Laboratory evaluation was significant for an elevated white blood cell count of 12,000 with increased
eosinophils. All other labs were unremarkable. Abdominal xrays showed multiple air-fluid levels, and CT
scan showed a small bowel obstruction. The patient was taken to surgery for exploratory laparotomy,
which revealed a segment of dilated and thickened jejunum associated with a small amount of ascitic fluid
and adhesions to adjacent loops of bowel. The abnormal segment of small intestine was resected.
Christine M. Hobbs
Centennial Medical Center
A 77-year-old man presented to his primary care physician (PCP) with a recent increase in chest pain.

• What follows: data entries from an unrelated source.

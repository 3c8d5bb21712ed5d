use std::path::PathBuf;

use anyhow::Context;
use caravan::scenario::RunnerConfig;
use caravan::{AppConfig, ScenarioDefinition, ScenarioRunner};
use caravan_items::WeightTable;
use clap::Parser;

#[derive(Parser, Debug)]
#[command(author, version, about, long_about = None)]
struct Args {
    /// Scenario file (RON)
    scenario: Option<PathBuf>,

    /// Breeding seed, overriding the scenario's
    #[arg(long)]
    seed: Option<u64>,

    /// Write a JSON report to this path
    #[arg(long)]
    report: Option<PathBuf>,

    /// Config file (default: caravan.ron in the working directory, if present)
    #[arg(long)]
    config: Option<PathBuf>,

    /// List item carry weights and exit
    #[arg(long)]
    list_items: bool,

    /// Log every scenario step
    #[arg(long, short)]
    verbose: bool,
}

fn main() -> anyhow::Result<()> {
    let args = Args::parse();

    let default_filter = if args.verbose { "info" } else { "warn" };
    env_logger::Builder::from_env(env_logger::Env::default().default_filter_or(default_filter))
        .init();

    if args.list_items {
        list_items();
        return Ok(());
    }

    let Some(scenario_path) = args.scenario.as_ref() else {
        eprintln!("Error: no scenario given");
        eprintln!("Usage: caravan <scenario.ron> [--seed N] [--report PATH]");
        std::process::exit(2);
    };

    let config = match &args.config {
        Some(path) => AppConfig::load_from(path)?,
        None => AppConfig::load()?,
    };

    let scenario = ScenarioDefinition::from_file(scenario_path)?;
    log::info!("Loaded scenario '{}' from {}", scenario.name, scenario_path.display());

    let report_path = args.report.clone().or_else(|| {
        config.report.always_save.then(|| {
            PathBuf::from(&config.report.output_dir).join(format!(
                "{}.json",
                scenario.name.to_lowercase().replace(' ', "_")
            ))
        })
    });

    let mut runner = ScenarioRunner::with_config(
        config,
        RunnerConfig {
            seed_override: args.seed,
            verbose: args.verbose,
        },
    );
    let report = runner
        .run(&scenario)
        .with_context(|| format!("Scenario '{}' aborted", scenario.name))?;

    for failure in &report.verification_failures {
        eprintln!("  ✗ {}", failure.message);
    }
    println!("{}", report.summary());

    if let Some(path) = report_path {
        report.save_json(&path)?;
        log::info!("Report written to {}", path.display());
    }

    if !report.success() {
        std::process::exit(1);
    }

    Ok(())
}

fn list_items() {
    let weights = WeightTable::standard();
    println!("Item carry weights (others weigh 1 each):");
    for (item, weight) in weights.iter() {
        println!("  {:<16} {:>5}", item.name(), weight);
    }
}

The patient had a several year history of gastroesophageal reflux disease and was currently being treated
with a proton pump inhibitor. The patient's last esophagogastroduodenoscopy, performed three years
previously, showed "histologic changes consistent with reflux esophagitis; negative for intestinal
metaplasia." After the patient underwent testing essentially excluding a cardiac etiology, his PCP
referred him to a gastroenterologist for repeat upper endoscopy. At endoscopy, 12 polyps were found
along the greater curvature and anterior wall of the gastric body. These polyps ranged in size from 3 mm
to 10 mm. The gastric mucosa otherwise appeared unremarkable as did the esophagus and gastroesophageal
junction. The images show one of the gastric polyps and the glass slide shows a few of the polyps.
Henry D. Appelman
University of Michigan Medical School
Ann Arbor, MI
This is a middle aged adult of either sex, who has suffered from chronic dyspepsia for several years,
and the symptoms have gradually worsened. So, he/she went to his/her family doctor who prescribed a PPI.
When this failed to control the symptoms, he/she was referred to a gastroenterologist who performed an
upper endoscopy, during which an erythematous GE junction was noticed, an enticement for biopsies. What
about these biopsies must be mentioned in the diagnosis that has unequivocal clinical significance?